Pulmonary, cardiovascular, gastrointestinal, endocrine and immunological changes
Promotes tumor growth
Depression and disability
Types of pain
Acute
Chronic
Cancer-related pain
Acute pain
- Sudden onset
- Associated with a specific injury
- Last no longer than the healing of trauma or injury
- Lasts from 6 seconds to 6 months
Chronic pain/ persistent pain
Often has a poorly defined onset
Lasts beyond 6 months
Pain that is intermittent or constant and lasts beyond the expected time of healing
Cancer related pain
May be acute or chronic
May be associated with tumors or cancer treatment (radiation, surgery)
Classification
- Nociceptive pain
- Visceral pain
- Neuropathic pain
Nociceptive pain
Somatic (result of thermal, mechanic, or chemical injury)
Skeletal muscle, fascia , joints, tendons, cornea
May be sharp ,pricking or sticking in nature
Visceral pain
Result of inflammation, stretching, ischemia, dilation of internal organs
May be dull aching cramping in nature
Neuropathic pain
Occurs there has been damage to the peripheral nervous system
Pain continues after healing has taken place
May be also associated with a diabetic neuropathy
Post herpetic neuralgia (Shingles)
May be described as burning in nature
Pain classified by etiology
Post Mastectomy Syndrome
Hemiplegia-Associated Shoulder Pain Syndrome
Pain Associated with Sickle Cell Disease
Aids Related Pain
Burn Pain
Pain classified by location
Abdominal Pain
Headaches
Chest pain
Goals for pain management
Based on the client’s needs No Pain Reduced pain Reduced on the person’s ability to function Person’s ability to rest
Management
Establish the nurse client relationship by:
Acknowledging the client’s pain is real to the client
Teaching, managing and preventing side effects
Providing physical care
Pharmacological Interventions
Non-pharmacological Interventions
Pharmacological interventions
Analgesia
- Opioids- may be given PO,SC, I.V intraspinal, intranasal, rectal transdermal
(-) Side effects: Respiratory depression, Nausea and vomiting, constipation, allergic responses,
Nonsteroidal Ant-inflammatory Drugs - Aspirin, ibuprofens (-)Side effects: may cause gastrointestinal bleeding , bruising, renal impairment.
Local anesthetics
- Lidocaine injected around the site of injury,
- Emla cream that is applied directly to the
skin
Approaches of giving pain drugs
Balanced approach
- more than one approach. Better relief with fewer side effects. Require less of one type of analgesia
Pro Re Nata (PRN)
- as necessary, usually when patient is in severe pain
Preventative Approach
- Administer on time rather than on the patient’s report of pain
Non-pharmacological interventions
Cutaneous Stimulation and massage
Thermal therapies
- Ice – joint injuries no longer than 15-20 mins at a time - Heat- do not apply to sites which are areas of untreated infection.
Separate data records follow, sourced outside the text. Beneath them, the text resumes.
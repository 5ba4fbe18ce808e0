//! A linear storage kernel for integrator and coupler tests.
//!
//! `C du/dt = -k u` on the cells of one mesh, `"domain"` unless set. Backward Euler gives
//! `u1 = C u0 / (C + k dt)`, and the exact preconditioner makes every
//! step converge in one update.

use std::cell::Cell;

use hydrograph_core::{FieldShape, Key, Tag};
use hydrograph_pk::kernel::require_primary;
use hydrograph_pk::{KernelError, KernelState, NonlinearFunction, ProcessKernel, SolverError, TreeVector};
use hydrograph_state::StateStore;
use nalgebra::DMatrix;

#[derive(Debug)]
pub struct LinearStorageKernel {
    name: String,
    key: Key,
    domain: String,
    capacity: f64,
    decay: f64,
    initial: f64,
    atol: f64,
    ncells: usize,
    diag: f64,
    jacobian: Option<DMatrix<f64>>,
    forced_failures: Cell<u32>,
    commits: u32,
    state: KernelState,
}

impl LinearStorageKernel {
    /// Kernel `name` on field `key` with storage `capacity`, rate `decay`
    /// and initial value `initial`.
    pub fn new(name: &str, key: &str, capacity: f64, decay: f64, initial: f64) -> Self {
        Self {
            name: name.to_string(),
            key: Key::from(key),
            domain: "domain".to_string(),
            capacity,
            decay,
            initial,
            atol: 1e-10,
            ncells: 0,
            diag: 1.0,
            jacobian: None,
            forced_failures: Cell::new(0),
            commits: 0,
            state: KernelState::Setup,
        }
    }

    /// Live on the cells of `domain` instead.
    pub fn on_domain(mut self, domain: &str) -> Self {
        self.domain = domain.to_string();
        self
    }

    /// Report the next `n` trial solutions as inadmissible.
    pub fn fail_next(&self, n: u32) {
        self.forced_failures.set(n);
    }

    /// Accepted steps so far.
    pub fn commits(&self) -> u32 {
        self.commits
    }

    pub fn key(&self) -> &Key {
        &self.key
    }

    /// Closed-form backward Euler step.
    pub fn exact_step(&self, u0: f64, dt: f64) -> f64 {
        self.capacity * u0 / (self.capacity + self.decay * dt)
    }
}

impl NonlinearFunction for LinearStorageKernel {
    fn fun(
        &mut self,
        store: &mut StateStore,
        t_old: f64,
        t_new: f64,
        _u_old: Option<&TreeVector>,
        u_new: &TreeVector,
        f: &mut TreeVector,
    ) -> Result<(), KernelError> {
        let dt = t_new - t_old;
        let u0 = store.get_field(&self.key.at(&Tag::PREVIOUS))?.view("cell")?.to_vec();
        let u1 = u_new.leaf_data()?.view("cell")?;
        let r = f.leaf_data_mut()?.view_mut("cell")?;
        for ((r, u1), u0) in r.iter_mut().zip(u1).zip(&u0) {
            *r = self.capacity * (u1 - u0) / dt + self.decay * u1;
        }
        Ok(())
    }

    fn update_precon(&mut self, _store: &mut StateStore, _t: f64, _u: &TreeVector, dt: f64) -> Result<(), KernelError> {
        self.diag = self.capacity / dt + self.decay;
        self.jacobian = Some(DMatrix::from_diagonal_element(self.ncells, self.ncells, self.diag));
        Ok(())
    }

    fn precon(&self, r: &TreeVector, pu: &mut TreeVector) -> Result<(), SolverError> {
        if self.diag == 0.0 {
            return Err(SolverError::Singular { size: self.ncells });
        }
        pu.assign(r).map_err(|_| SolverError::DimensionMismatch {
            expected: pu.len(),
            got: r.len(),
        })?;
        pu.scale(1.0 / self.diag);
        Ok(())
    }

    fn enorm(&self, _u: &TreeVector, du: &TreeVector) -> f64 {
        du.norm_inf() / self.atol
    }

    fn is_admissible(&self, _u: &TreeVector) -> bool {
        let n = self.forced_failures.get();
        if n > 0 {
            self.forced_failures.set(n - 1);
            return false;
        }
        true
    }
}

impl ProcessKernel for LinearStorageKernel {
    fn name(&self) -> &str {
        &self.name
    }

    fn setup(&mut self, store: &mut StateStore) -> Result<(), KernelError> {
        self.ncells = store
            .mesh(&self.domain)?
            .num_entities(hydrograph_core::EntityKind::Cell, hydrograph_mesh::Parallel::Owned);
        for tag in [Tag::NEXT, Tag::PREVIOUS] {
            require_primary(store, self.key.at(&tag), FieldShape::cells(&self.domain), &self.name)?;
        }
        Ok(())
    }

    fn initialize(&mut self, store: &mut StateStore) -> Result<(), KernelError> {
        store.set_scalar(&self.key.at(&Tag::NEXT), self.initial)?;
        store.copy_field(&self.key, &Tag::NEXT, &Tag::PREVIOUS)?;
        self.state = KernelState::Initialized;
        Ok(())
    }

    fn state_to_solution(&self, store: &mut StateStore, tag: &Tag) -> Result<TreeVector, KernelError> {
        let data = store.get_field(&self.key.at(tag))?.clone();
        Ok(TreeVector::leaf(self.name.clone(), data))
    }

    fn solution_to_state(&mut self, store: &mut StateStore, u: &TreeVector, tag: &Tag) -> Result<(), KernelError> {
        store.set_primary(&self.key.at(tag), u.leaf_data()?)?;
        Ok(())
    }

    fn commit_state(&mut self, _store: &mut StateStore, _dt: f64) -> Result<(), KernelError> {
        self.commits += 1;
        self.state = KernelState::Converged;
        Ok(())
    }

    fn primary_key(&self) -> Option<&Key> {
        Some(&self.key)
    }

    fn conserved_key(&self) -> Option<&Key> {
        Some(&self.key)
    }

    fn jacobian(&self) -> Option<&DMatrix<f64>> {
        self.jacobian.as_ref()
    }

    fn state(&self) -> KernelState {
        self.state
    }

    fn set_state(&mut self, state: KernelState) {
        self.state = state;
    }
}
Tens- transcutaneous electrical nerve stimulation
Distraction
- Relaxation techniques- breathing exercises
- Guided imagery
- Music
- Hypnosis
Other aromatherapy, acupressure, reflexology
Neurosurgical Approaches to pain.
Cordotomy- interrupts the transmission of pain by dividing certain tracts in the spinal cord.
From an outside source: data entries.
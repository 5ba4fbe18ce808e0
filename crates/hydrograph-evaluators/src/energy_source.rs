//! Energy carried in or out by a mass source, optionally plus conduction.

use hydrograph_core::keys::{mesh_of, read_key};
use hydrograph_core::{CompositeVector, ConfigError, FieldShape, KeyTag, ParameterList, StateError, Tag};
use hydrograph_state::{EvalContext, Evaluator};

use crate::common::{domain_from, output_key};

const INT_ENTHALPY: usize = 0;
const EXT_ENTHALPY: usize = 1;
const MASS_SOURCE: usize = 2;
const INT_DENSITY: usize = 3;
const EXT_DENSITY: usize = 4;
const CELL_VOLUME: usize = 5;
const CONDUCTED: usize = 6;

/// `V * Q * n * h`, upwinded on the sign of the mass source `Q`: a
/// positive source brings in water at the external density and enthalpy,
/// a negative one removes it at the internal values. With conduction,
/// `V * conducted` is added.
///
/// Derivatives are not provided; kernels treat them as zero.
#[derive(Debug)]
pub struct AdvectedEnergySource {
    name: String,
    provides: [KeyTag; 1],
    deps: Vec<KeyTag>,
}

impl AdvectedEnergySource {
    /// Factory constructor.
    pub fn from_plist(plist: &ParameterList, tag: &Tag) -> Result<Box<dyn Evaluator>, ConfigError> {
        Ok(Box::new(Self::new(plist, tag)?))
    }

    /// Construct directly. `"include conduction"` is required.
    pub fn new(plist: &ParameterList, tag: &Tag) -> Result<Self, ConfigError> {
        let domain = domain_from(plist)?;
        let include_conduction = plist.get_bool("include conduction")?;

        let default_out = if include_conduction {
            "total_energy_source"
        } else {
            "advected_energy_source"
        };
        let out = output_key(plist, &domain, "energy source", default_out)?;

        let mut deps = vec![
            read_key(plist, &domain, "internal enthalpy", "enthalpy")?.at(tag),
            read_key(plist, &domain, "external enthalpy", "mass_source_enthalpy")?.at(tag),
            read_key(plist, &domain, "mass source", "mass_source")?.at(tag),
            read_key(plist, &domain, "internal density", "molar_density_liquid")?.at(tag),
            read_key(plist, &domain, "external density", "source_molar_density")?.at(tag),
            read_key(plist, &domain, "cell volume", "cell_volume")?.at(tag),
        ];
        if include_conduction {
            let cond = read_key(plist, &domain, "conducted energy source", "conducted_energy_source")?;
            deps.push(cond.at(tag));
        }
        Ok(Self {
            name: out.as_str().to_string(),
            provides: [out.at(tag)],
            deps,
        })
    }

    /// Whether the conducted source is added.
    pub fn includes_conduction(&self) -> bool {
        self.deps.len() > CONDUCTED
    }
}

impl Evaluator for AdvectedEnergySource {
    fn name(&self) -> &str {
        &self.name
    }

    fn provides(&self) -> &[KeyTag] {
        &self.provides
    }

    fn dependencies(&self) -> &[KeyTag] {
        &self.deps
    }

    fn output_shape(&self, kt: &KeyTag) -> Option<FieldShape> {
        Some(FieldShape::cells(mesh_of(kt.key.as_str())))
    }

    fn evaluate(&self, ctx: &EvalContext<'_>, results: &mut [CompositeVector]) -> Result<(), StateError> {
        let v: Vec<&[f64]> = self
            .deps
            .iter()
            .map(|kt| ctx.view(kt, "cell"))
            .collect::<Result<_, _>>()?;
        let conduction = self.includes_conduction();
        let res = results[0].view_mut("cell")?;
        for (c, r) in res.iter_mut().enumerate() {
            let q = v[MASS_SOURCE][c];
            let (n, h) = if q > 0.0 {
                (v[EXT_DENSITY][c], v[EXT_ENTHALPY][c])
            } else {
                (v[INT_DENSITY][c], v[INT_ENTHALPY][c])
            };
            *r = v[CELL_VOLUME][c] * q * n * h;
            if conduction {
                *r += v[CELL_VOLUME][c] * v[CONDUCTED][c];
            }
        }
        Ok(())
    }
}

#[cfg(test)]
mod tests {
    use super::*;

    #[test]
    fn output_name_depends_on_conduction() {
        let mut p = ParameterList::new("src");
        p.set("domain name", "surface");
        p.set("include conduction", true);
        let ev = AdvectedEnergySource::new(&p, &Tag::NEXT).unwrap();
        assert_eq!(ev.provides()[0].key, "surface-total_energy_source");
        assert!(ev.includes_conduction());

        p.set("include conduction", false);
        let ev = AdvectedEnergySource::new(&p, &Tag::NEXT).unwrap();
        assert_eq!(ev.provides()[0].key, "surface-advected_energy_source");
        assert_eq!(ev.dependencies().len(), 6);
    }

    #[test]
    fn include_conduction_is_required() {
        let p = ParameterList::new("src");
        assert!(matches!(
            AdvectedEnergySource::new(&p, &Tag::NEXT),
            Err(ConfigError::MissingParameter { .. })
        ));
    }
}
Rhizotomy- nerve roots are destroyed as they enter the spinal cord.
What are the benefits of epidural versus systemic administration of opioids?
Epidural analgesia provides better pain management than systemic opioids.
It significantly reduces the number of people who will suffer heart damage, time to return of unassisted respiration, gastrointestinal bleeding, and intensive care unit length of stay
Epidural
a procedure that injects a local anaesthetic in to the space around the spinal nerves in your lower back.